→ Given entries:
#![forbid(unsafe_code)]

pub mod cli;
pub mod config;
pub mod error;
pub mod exec;
pub mod git;
pub mod net;
pub mod oplog;
pub mod pipeline;
pub mod scheduler;
pub mod telemetry;
#[cfg(test)]
pub(crate) mod testing;
pub mod version;

pub use error::{Error, SetupError};
pub type Result<T> = std::result::Result<T, Error>;

// Re-export core types at crate root for convenience
pub use crate::config::Config;
pub use crate::git::{ChangeSet, GitCli, GitOps};
pub use crate::pipeline::{CycleOutcome, Stage, Verification, run_pipeline};
pub use crate::scheduler::{Daemon, SchedulerState, poll_interval, run_cycle};
pub use crate::version::{Version, VersionStore};
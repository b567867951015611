//! Connectivity detection.
//!
//! A probe set runs an ordered list of independent strategies - HTTP
//! reachability, single-packet ping, DNS resolution - and reports online
//! on the first success. Individual strategy failures (including
//! timeouts) are absorbed; only "all strategies failed" surfaces, as a
//! plain `false`.

use std::net::ToSocketAddrs;
use std::process::Command;
use std::time::Duration;

use crate::exec;

/// Well-known HTTP endpoints; any non-5xx response proves connectivity.
const HTTP_ENDPOINTS: &[&str] = &[
    "https://www.google.com",
    "https://www.cloudflare.com",
    "https://www.github.com",
    "https://1.1.1.1",
];

/// Well-known resolver addresses for ping probes.
const PING_GOOGLE_DNS: &str = "8.8.8.8";
const PING_CLOUDFLARE_DNS: &str = "1.1.1.1";

/// Hostname resolved by the DNS probe.
const DNS_PROBE_HOST: &str = "google.com";

/// Boolean connectivity signal consumed by the scheduler.
pub trait Connectivity {
    fn is_reachable(&self) -> bool;
}

/// One reachability strategy.
pub trait ProbeStrategy {
    fn name(&self) -> &'static str;

    /// True when the strategy observed connectivity. Errors and timeouts
    /// are failed attempts, never panics or propagated errors.
    fn check(&self) -> bool;
}

/// Platform capability descriptor for the ping syntax, selected once at
/// startup instead of re-branched per call.
#[derive(Debug, Clone, Copy)]
pub struct PingCapability {
    pub program: &'static str,
    pub count_flag: &'static str,
}

impl PingCapability {
    pub fn host_default() -> Self {
        if cfg!(windows) {
            PingCapability {
                program: "ping",
                count_flag: "-n",
            }
        } else {
            PingCapability {
                program: "ping",
                count_flag: "-c",
            }
        }
    }
}

/// HTTP GET against a fixed list of well-known hosts.
pub struct HttpProbe {
    timeout: Duration,
}

impl HttpProbe {
    pub fn new(timeout: Duration) -> Self {
        HttpProbe { timeout }
    }
}

impl ProbeStrategy for HttpProbe {
    fn name(&self) -> &'static str {
        "http"
    }

    fn check(&self) -> bool {
        for url in HTTP_ENDPOINTS {
            match ureq::get(url).timeout(self.timeout).call() {
                Ok(_) => return true,
                // A 4xx still means the network path works.
                Err(ureq::Error::Status(code, _)) if code < 500 => return true,
                Err(_) => continue,
            }
        }
        false
    }
}

/// Single-packet ping to a well-known address.
pub struct PingProbe {
    name: &'static str,
    target: &'static str,
    capability: PingCapability,
    timeout: Duration,
}

impl PingProbe {
    pub fn new(
        name: &'static str,
        target: &'static str,
        capability: PingCapability,
        timeout: Duration,
    ) -> Self {
        PingProbe {
            name,
            target,
            capability,
            timeout,
        }
    }
}

impl ProbeStrategy for PingProbe {
    fn name(&self) -> &'static str {
        self.name
    }

    fn check(&self) -> bool {
        let mut cmd = Command::new(self.capability.program);
        cmd.args([self.capability.count_flag, "1", self.target]);
        match exec::run_with_timeout(cmd, self.timeout) {
            Ok(out) => out.success(),
            Err(_) => false,
        }
    }
}

/// DNS resolution of a well-known name.
///
/// `ToSocketAddrs` has no timeout of its own, so resolution runs on a
/// helper thread and the probe waits a bounded time for its answer. A
/// late answer is discarded along with the thread.
pub struct DnsProbe {
    host: &'static str,
    timeout: Duration,
}

impl DnsProbe {
    pub fn new(host: &'static str, timeout: Duration) -> Self {
        DnsProbe { host, timeout }
    }
}

impl ProbeStrategy for DnsProbe {
    fn name(&self) -> &'static str {
        "dns"
    }

    fn check(&self) -> bool {
        let (tx, rx) = crossbeam::channel::bounded(1);
        let host = self.host;
        std::thread::spawn(move || {
            let resolved = (host, 80u16).to_socket_addrs().is_ok();
            let _ = tx.send(resolved);
        });
        matches!(rx.recv_timeout(self.timeout), Ok(true))
    }
}

/// Ordered probe strategies with first-success short-circuit.
pub struct ProbeSet {
    strategies: Vec<Box<dyn ProbeStrategy>>,
}

impl ProbeSet {
    pub fn new(strategies: Vec<Box<dyn ProbeStrategy>>) -> Self {
        ProbeSet { strategies }
    }

    /// The default strategy order: HTTP, ping x2, DNS.
    pub fn host_default(timeout: Duration) -> Self {
        let capability = PingCapability::host_default();
        ProbeSet::new(vec![
            Box::new(HttpProbe::new(timeout)),
            Box::new(PingProbe::new(
                "ping-google-dns",
                PING_GOOGLE_DNS,
                capability,
                timeout,
            )),
            Box::new(PingProbe::new(
                "ping-cloudflare-dns",
                PING_CLOUDFLARE_DNS,
                capability,
                timeout,
            )),
            Box::new(DnsProbe::new(DNS_PROBE_HOST, timeout)),
        ])
    }
}

impl Connectivity for ProbeSet {
    fn is_reachable(&self) -> bool {
        for strategy in &self.strategies {
            if strategy.check() {
                tracing::debug!(strategy = strategy.name(), "connectivity detected");
                return true;
            }
            tracing::trace!(strategy = strategy.name(), "probe failed");
        }
        tracing::debug!("all connectivity probes failed");
        false
    }
}
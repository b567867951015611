//! Scripted fakes shared by unit tests.

use std::cell::RefCell;
use std::collections::HashMap;

use crate::exec::CmdOutput;
use crate::git::{GitError, GitOps};
use crate::net::Connectivity;

/// Scripted [`GitOps`] implementation.
///
/// Every command succeeds with empty output unless a response is
/// registered for its key. Keys are the git subcommand name, with
/// `rev-parse --short` distinguished as `"rev-parse-short"`.
#[derive(Default)]
pub struct ScriptedGit {
    responses: RefCell<HashMap<String, CmdOutput>>,
    calls: RefCell<Vec<Vec<String>>>,
}

fn key_for(args: &[&str]) -> String {
    if args.first() == Some(&"rev-parse") && args.contains(&"--short") {
        "rev-parse-short".to_string()
    } else {
        args.first().copied().unwrap_or_default().to_string()
    }
}

impl ScriptedGit {
    /// Make `key` succeed with the given stdout.
    pub fn respond_stdout(&self, key: &str, stdout: &str) {
        self.responses.borrow_mut().insert(
            key.to_string(),
            CmdOutput {
                code: 0,
                stdout: stdout.to_string(),
                stderr: String::new(),
            },
        );
    }

    /// Make `key` fail with exit code 1 and the given stderr.
    pub fn respond_failure(&self, key: &str, stderr: &str) {
        self.responses.borrow_mut().insert(
            key.to_string(),
            CmdOutput {
                code: 1,
                stdout: String::new(),
                stderr: stderr.to_string(),
            },
        );
    }

    pub fn call_count(&self) -> usize {
        self.calls.borrow().len()
    }

    pub fn calls_for(&self, subcommand: &str) -> usize {
        self.calls
            .borrow()
            .iter()
            .filter(|args| args.first().map(String::as_str) == Some(subcommand))
            .count()
    }

    /// Message of the most recent `git commit -m <message>` call.
    pub fn last_commit_message(&self) -> Option<String> {
        self.calls
            .borrow()
            .iter()
            .rev()
            .find(|args| args.first().map(String::as_str) == Some("commit"))
            .and_then(|args| args.last().cloned())
    }
}

impl GitOps for ScriptedGit {
    fn run(&self, args: &[&str]) -> Result<CmdOutput, GitError> {
        self.calls
            .borrow_mut()
            .push(args.iter().map(|s| s.to_string()).collect());
        let key = key_for(args);
        Ok(self
            .responses
            .borrow()
            .get(&key)
            .cloned()
            .unwrap_or(CmdOutput {
                code: 0,
                stdout: String::new(),
                stderr: String::new(),
            }))
    }
}

/// Fixed connectivity answer.
pub struct FixedConnectivity(pub bool);

impl Connectivity for FixedConnectivity {
    fn is_reachable(&self) -> bool {
        self.0
    }
}
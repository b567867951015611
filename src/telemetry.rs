//! Tracing setup.
//!
//! Console narration from the daemon goes through `tracing`; the
//! operation log file is a separate domain artifact owned by
//! [`crate::oplog`]. Filtering follows `GITPULSE_LOG` when set,
//! otherwise the `-v` count.

use tracing_subscriber::EnvFilter;

pub fn init(verbose: u8) {
    let default_level = match verbose {
        0 => "info",
        1 => "debug",
        _ => "trace",
    };
    let filter = EnvFilter::try_from_env("GITPULSE_LOG")
        .unwrap_or_else(|_| EnvFilter::new(format!("gitpulse={default_level}")));

    tracing_subscriber::fmt()
        .with_env_filter(filter)
        .with_target(false)
        .init();
}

→ Work task:
Where does the word "https" show up in the material? Copy out each line that has it.

→ Result:
    "https://www.google.com",
    "https://www.cloudflare.com",
    "https://www.github.com",
    "https://1.1.1.1",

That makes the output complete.